## What you need to do
Go through the data from its first line and retype each line, stopping once the line containing "pub use upvote::UpvoteRepository;" has been retyped.

Materials provided section start

//! Database repositories.

pub mod report;
pub mod report_history;
pub mod stats;
pub mod upvote;
pub mod user;

pub use report::{ReportFilters, ReportRepository};
pub use report_history::ReportHistoryRepository;
pub use stats::StatsRepository;
pub use upvote::UpvoteRepository;
pub use user::UserRepository;
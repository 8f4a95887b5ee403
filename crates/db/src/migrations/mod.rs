//! Database migrations.
//!
//! Schema migrations for the database.

#![allow(missing_docs)]

use sea_orm_migration::prelude::*;

mod m20250601_000001_create_user_table;
mod m20250601_000002_create_report_table;
mod m20250601_000003_create_report_history_table;
mod m20250601_000004_create_upvote_table;

pub struct Migrator;

#[async_trait::async_trait]
impl MigratorTrait for Migrator {
    fn migrations() -> Vec<Box<dyn MigrationTrait>> {
        vec![
            Box::new(m20250601_000001_create_user_table::Migration),
            Box::new(m20250601_000002_create_report_table::Migration),
            Box::new(m20250601_000003_create_report_history_table::Migration),
            Box::new(m20250601_000004_create_upvote_table::Migration),
        ]
    }
}
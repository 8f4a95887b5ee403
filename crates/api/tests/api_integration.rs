//! API integration tests.
//!
//! Routing, extractors and the response envelope against a mock database.

#![allow(clippy::unwrap_used, clippy::expect_used)]

use axum::{
    Router,
    body::Body,
    http::{Request, StatusCode},
};
use civicwatch_api::{
    RouterConfig, middleware::AppState, rate_limit::RateLimiterState, router as api_router,
};
use civicwatch_common::{LocalStorage, MediaStore};
use civicwatch_core::{QueryService, ReportService, UserService};
use civicwatch_db::entities::{report, report_history};
use civicwatch_db::repositories::{
    ReportHistoryRepository, ReportRepository, StatsRepository, UpvoteRepository, UserRepository,
};
use sea_orm::{DatabaseBackend, DatabaseConnection, MockDatabase};
use serde_json::Value;
use std::sync::Arc;
use tower::ServiceExt;

fn test_state(db: DatabaseConnection) -> AppState {
    let db = Arc::new(db);

    let user_repo = UserRepository::new(Arc::clone(&db));
    let report_repo = ReportRepository::new(Arc::clone(&db));
    let history_repo = ReportHistoryRepository::new(Arc::clone(&db));
    let upvote_repo = UpvoteRepository::new(Arc::clone(&db));
    let stats_repo = StatsRepository::new(Arc::clone(&db));

    let media_store: MediaStore = Arc::new(LocalStorage::new(
        std::env::temp_dir().join("civicwatch-api-test"),
        "/media".to_string(),
    ));

    AppState {
        user_service: UserService::new(user_repo),
        report_service: ReportService::new(report_repo.clone(), history_repo, upvote_repo),
        query_service: QueryService::new(report_repo, stats_repo),
        media_store,
        max_upload_bytes: 1024 * 1024,
    }
}

fn test_router(db: DatabaseConnection) -> Router {
    let cfg = RouterConfig {
        request_timeout_secs: 5,
        upload_timeout_secs: 10,
        max_body_bytes: 4 * 1024 * 1024,
    };
    api_router(RateLimiterState::new(), &cfg).with_state(test_state(db))
}

fn empty_db() -> DatabaseConnection {
    MockDatabase::new(DatabaseBackend::Postgres).into_connection()
}

fn test_report(id: &str) -> report::Model {
    report::Model {
        id: id.to_string(),
        title: "Broken streetlight".to_string(),
        description: "Streetlight out on Elm St".to_string(),
        category: report::Category::PublicWorks,
        severity: report::Severity::Medium,
        status: report::Status::Reported,
        latitude: 51.5,
        longitude: -0.12,
        location_name: "Elm St".to_string(),
        media: serde_json::json!([]),
        user_id: "user1".to_string(),
        upvote_count: 0,
        created_at: chrono::Utc::now().into(),
        updated_at: None,
    }
}

async fn body_json(response: axum::response::Response) -> Value {
    let bytes = axum::body::to_bytes(response.into_body(), usize::MAX)
        .await
        .unwrap();
    serde_json::from_slice(&bytes).unwrap()
}

#[tokio::test]
async fn test_unknown_endpoint_returns_404() {
    let app = test_router(empty_db());

    let response = app
        .oneshot(
            Request::builder()
                .uri("/nonexistent/endpoint")
                .method("GET")
                .body(Body::empty())
                .unwrap(),
        )
        .await
        .unwrap();

    assert_eq!(response.status(), StatusCode::NOT_FOUND);
}

#[tokio::test]
async fn test_my_reports_requires_auth() {
    let app = test_router(empty_db());

    let response = app
        .oneshot(
            Request::builder()
                .uri("/reports/mine")
                .method("GET")
                .body(Body::empty())
                .unwrap(),
        )
        .await
        .unwrap();

    assert_eq!(response.status(), StatusCode::UNAUTHORIZED);
}

#[tokio::test]
async fn test_admin_users_requires_auth() {
    let app = test_router(empty_db());

    let response = app
        .oneshot(
            Request::builder()
                .uri("/admin/users")
                .method("GET")
                .body(Body::empty())
                .unwrap(),
        )
        .await
        .unwrap();

    assert_eq!(response.status(), StatusCode::UNAUTHORIZED);
}

#[tokio::test]
async fn test_register_rejects_short_password() {
    let app = test_router(empty_db());

    let response = app
        .oneshot(
            Request::builder()
                .uri("/auth/register")
                .method("POST")
                .header("Content-Type", "application/json")
                .body(Body::from(
                    r#"{"name":"Ada","email":"ada@example.com","password":"short"}"#,
                ))
                .unwrap(),
        )
        .await
        .unwrap();

    assert_eq!(response.status(), StatusCode::BAD_REQUEST);

    let json = body_json(response).await;
    assert_eq!(json["success"], Value::Bool(false));
}

#[tokio::test]
async fn test_get_report_is_public_and_includes_history() {
    let db = MockDatabase::new(DatabaseBackend::Postgres)
        .append_query_results([vec![test_report("report1")]])
        .append_query_results([vec![report_history::Model {
            id: "hist1".to_string(),
            report_id: "report1".to_string(),
            status: report::Status::Reported,
            notes: None,
            updated_by: "user1".to_string(),
            created_at: chrono::Utc::now().into(),
        }]])
        .into_connection();
    let app = test_router(db);

    let response = app
        .oneshot(
            Request::builder()
                .uri("/reports/report1")
                .method("GET")
                .body(Body::empty())
                .unwrap(),
        )
        .await
        .unwrap();

    assert_eq!(response.status(), StatusCode::OK);

    let json = body_json(response).await;
    assert_eq!(json["success"], Value::Bool(true));
    assert_eq!(json["data"]["id"], "report1");
    assert_eq!(json["data"]["status"], "reported");
    assert_eq!(json["data"]["history"][0]["status"], "reported");
}

#[tokio::test]
async fn test_get_missing_report_returns_404_envelope() {
    let db = MockDatabase::new(DatabaseBackend::Postgres)
        .append_query_results([Vec::<report::Model>::new()])
        .into_connection();
    let app = test_router(db);

    let response = app
        .oneshot(
            Request::builder()
                .uri("/reports/missing")
                .method("GET")
                .body(Body::empty())
                .unwrap(),
        )
        .await
        .unwrap();

    assert_eq!(response.status(), StatusCode::NOT_FOUND);

    let json = body_json(response).await;
    assert_eq!(json["success"], Value::Bool(false));
}

#[tokio::test]
async fn test_auth_endpoints_are_rate_limited() {
    let app = test_router(empty_db());

    let mut last_status = StatusCode::OK;
    // The auth tier allows 10 requests per window.
    for _ in 0..12 {
        let response = app
            .clone()
            .oneshot(
                Request::builder()
                    .uri("/auth/login")
                    .method("POST")
                    .header("Content-Type", "application/json")
                    .header("X-Real-Ip", "203.0.113.9")
                    .body(Body::from(r#"{"email":"a@b.com","password":"12345678"}"#))
                    .unwrap(),
            )
            .await
            .unwrap();
        last_status = response.status();
    }

    assert_eq!(last_status, StatusCode::TOO_MANY_REQUESTS);
}
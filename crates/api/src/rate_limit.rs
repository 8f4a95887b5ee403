//! API rate limiting middleware.
//!
//! Per-user and per-IP sliding-window rate limiting, tracked in process.

use std::collections::HashMap;
use std::net::IpAddr;
use std::sync::Arc;
use std::time::{Duration, Instant};

use axum::{
    body::Body,
    extract::State,
    http::{Request, StatusCode},
    middleware::Next,
    response::{IntoResponse, Response},
};
use tokio::sync::RwLock;

/// Rate limit configuration for an endpoint tier.
#[derive(Debug, Clone)]
pub struct RateLimitConfig {
    /// Maximum requests per window.
    pub max_requests: u32,
    /// Time window duration in seconds.
    pub window_secs: u64,
}

impl RateLimitConfig {
    /// Create a new rate limit config.
    #[must_use]
    pub const fn new(max_requests: u32, window_secs: u64) -> Self {
        Self {
            max_requests,
            window_secs,
        }
    }
}

/// Default rate limits per endpoint tier.
pub mod limits {
    use super::RateLimitConfig;

    /// Standard read endpoints.
    pub const STANDARD: RateLimitConfig = RateLimitConfig::new(300, 60);

    /// Write operations (create report, upvote, status changes).
    pub const WRITE: RateLimitConfig = RateLimitConfig::new(30, 60);

    /// Authentication endpoints (login, register).
    pub const AUTH: RateLimitConfig = RateLimitConfig::new(10, 300);
}

/// Window state for a single key.
#[derive(Debug, Clone)]
struct WindowState {
    /// Request count in current window.
    count: u32,
    /// Window start time.
    window_start: Instant,
}

impl WindowState {
    fn new() -> Self {
        Self {
            count: 0,
            window_start: Instant::now(),
        }
    }
}

/// In-process rate limiter keyed by user ID or client IP.
#[derive(Clone)]
pub struct ApiRateLimiter {
    states: Arc<RwLock<HashMap<String, WindowState>>>,
}

impl Default for ApiRateLimiter {
    fn default() -> Self {
        Self::new()
    }
}

impl ApiRateLimiter {
    /// Create a new rate limiter.
    #[must_use]
    pub fn new() -> Self {
        Self {
            states: Arc::new(RwLock::new(HashMap::new())),
        }
    }

    /// Check if a request is allowed and record it.
    pub async fn check(&self, key: &str, config: &RateLimitConfig) -> RateLimitResult {
        let mut states = self.states.write().await;
        let now = Instant::now();
        let window = Duration::from_secs(config.window_secs);

        let state = states
            .entry(key.to_string())
            .or_insert_with(WindowState::new);

        // Check if window has expired
        if now.duration_since(state.window_start) >= window {
            state.count = 0;
            state.window_start = now;
        }

        if state.count >= config.max_requests {
            let retry_after = window
                .saturating_sub(now.duration_since(state.window_start))
                .as_secs();
            return RateLimitResult::Limited {
                retry_after,
                remaining: 0,
                limit: config.max_requests,
            };
        }

        state.count += 1;
        let remaining = config.max_requests.saturating_sub(state.count);

        RateLimitResult::Allowed {
            remaining,
            limit: config.max_requests,
            reset: window
                .saturating_sub(now.duration_since(state.window_start))
                .as_secs(),
        }
    }

    /// Clean up expired entries.
    pub async fn cleanup(&self, max_window_secs: u64) {
        let mut states = self.states.write().await;
        let now = Instant::now();
        let max_window = Duration::from_secs(max_window_secs * 2);

        states.retain(|_, state| now.duration_since(state.window_start) < max_window);
    }

    /// Get the number of tracked keys.
    pub async fn key_count(&self) -> usize {
        self.states.read().await.len()
    }
}

/// Rate limit check result.
#[derive(Debug, Clone)]
pub enum RateLimitResult {
    /// Request is allowed.
    Allowed {
        /// Remaining requests in window.
        remaining: u32,
        /// Total limit.
        limit: u32,
        /// Seconds until window reset.
        reset: u64,
    },
    /// Request is rate limited.
    Limited {
        /// Seconds until rate limit resets.
        retry_after: u64,
        /// Remaining requests (0).
        remaining: u32,
        /// Total limit.
        limit: u32,
    },
}

/// Rate limiter state for middleware.
#[derive(Clone)]
pub struct RateLimiterState {
    /// Per-user rate limiter.
    pub user_limiter: ApiRateLimiter,
    /// Per-IP rate limiter (for unauthenticated requests).
    pub ip_limiter: ApiRateLimiter,
}

impl Default for RateLimiterState {
    fn default() -> Self {
        Self::new()
    }
}

impl RateLimiterState {
    /// Create a new rate limiter state.
    #[must_use]
    pub fn new() -> Self {
        Self {
            user_limiter: ApiRateLimiter::new(),
            ip_limiter: ApiRateLimiter::new(),
        }
    }
}

/// Rate limit error response.
#[derive(Debug)]
pub struct RateLimitError {
    pub retry_after: u64,
}

impl IntoResponse for RateLimitError {
    fn into_response(self) -> Response {
        let body = serde_json::json!({
            "success": false,
            "message": "Too many requests",
            "retryAfter": self.retry_after,
        });

        (
            StatusCode::TOO_MANY_REQUESTS,
            [
                ("Retry-After", self.retry_after.to_string()),
                ("Content-Type", "application/json".to_string()),
            ],
            body.to_string(),
        )
            .into_response()
    }
}

/// Extract client IP from request.
fn extract_client_ip(req: &Request<Body>) -> Option<IpAddr> {
    if let Some(xff) = req.headers().get("x-forwarded-for")
        && let Ok(xff_str) = xff.to_str()
        && let Some(first_ip) = xff_str.split(',').next()
        && let Ok(ip) = first_ip.trim().parse::<IpAddr>()
    {
        return Some(ip);
    }

    if let Some(real_ip) = req.headers().get("x-real-ip")
        && let Ok(ip_str) = real_ip.to_str()
        && let Ok(ip) = ip_str.parse::<IpAddr>()
    {
        return Some(ip);
    }

    None
}

/// Rate limiting middleware for read endpoints.
pub async fn rate_limit_middleware(
    State(limiter): State<RateLimiterState>,
    req: Request<Body>,
    next: Next,
) -> Result<Response, RateLimitError> {
    rate_limit_with_config(limiter, req, next, &limits::STANDARD).await
}

/// Rate limiting middleware for write operations.
pub async fn rate_limit_write_middleware(
    State(limiter): State<RateLimiterState>,
    req: Request<Body>,
    next: Next,
) -> Result<Response, RateLimitError> {
    rate_limit_with_config(limiter, req, next, &limits::WRITE).await
}

/// Rate limiting middleware for auth operations.
pub async fn rate_limit_auth_middleware(
    State(limiter): State<RateLimiterState>,
    req: Request<Body>,
    next: Next,
) -> Result<Response, RateLimitError> {
    rate_limit_with_config(limiter, req, next, &limits::AUTH).await
}

/// Rate limiting middleware with custom config.
async fn rate_limit_with_config(
    limiter: RateLimiterState,
    req: Request<Body>,
    next: Next,
    config: &RateLimitConfig,
) -> Result<Response, RateLimitError> {
    // Keyed by user when authenticated, client IP otherwise.
    let key = if let Some(user) = req.extensions().get::<civicwatch_db::entities::user::Model>() {
        format!("user:{}", user.id)
    } else if let Some(ip) = extract_client_ip(&req) {
        format!("ip:{ip}")
    } else {
        "unknown".to_string()
    };

    let result = if key.starts_with("user:") {
        limiter.user_limiter.check(&key, config).await
    } else {
        limiter.ip_limiter.check(&key, config).await
    };

    match result {
        RateLimitResult::Allowed {
            remaining,
            limit,
            reset,
        } => {
            let mut response = next.run(req).await;

            let headers = response.headers_mut();
            headers.insert("X-RateLimit-Limit", limit.into());
            headers.insert("X-RateLimit-Remaining", remaining.into());
            headers.insert("X-RateLimit-Reset", reset.into());

            Ok(response)
        }
        RateLimitResult::Limited { retry_after, .. } => Err(RateLimitError { retry_after }),
    }
}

Materials provided section end

## Written response
//! Database repositories.

pub mod report;
pub mod report_history;
pub mod stats;
pub mod upvote;
pub mod user;

pub use report::{ReportFilters, ReportRepository};
pub use report_history::ReportHistoryRepository;
pub use stats::StatsRepository;
pub use upvote::UpvoteRepository;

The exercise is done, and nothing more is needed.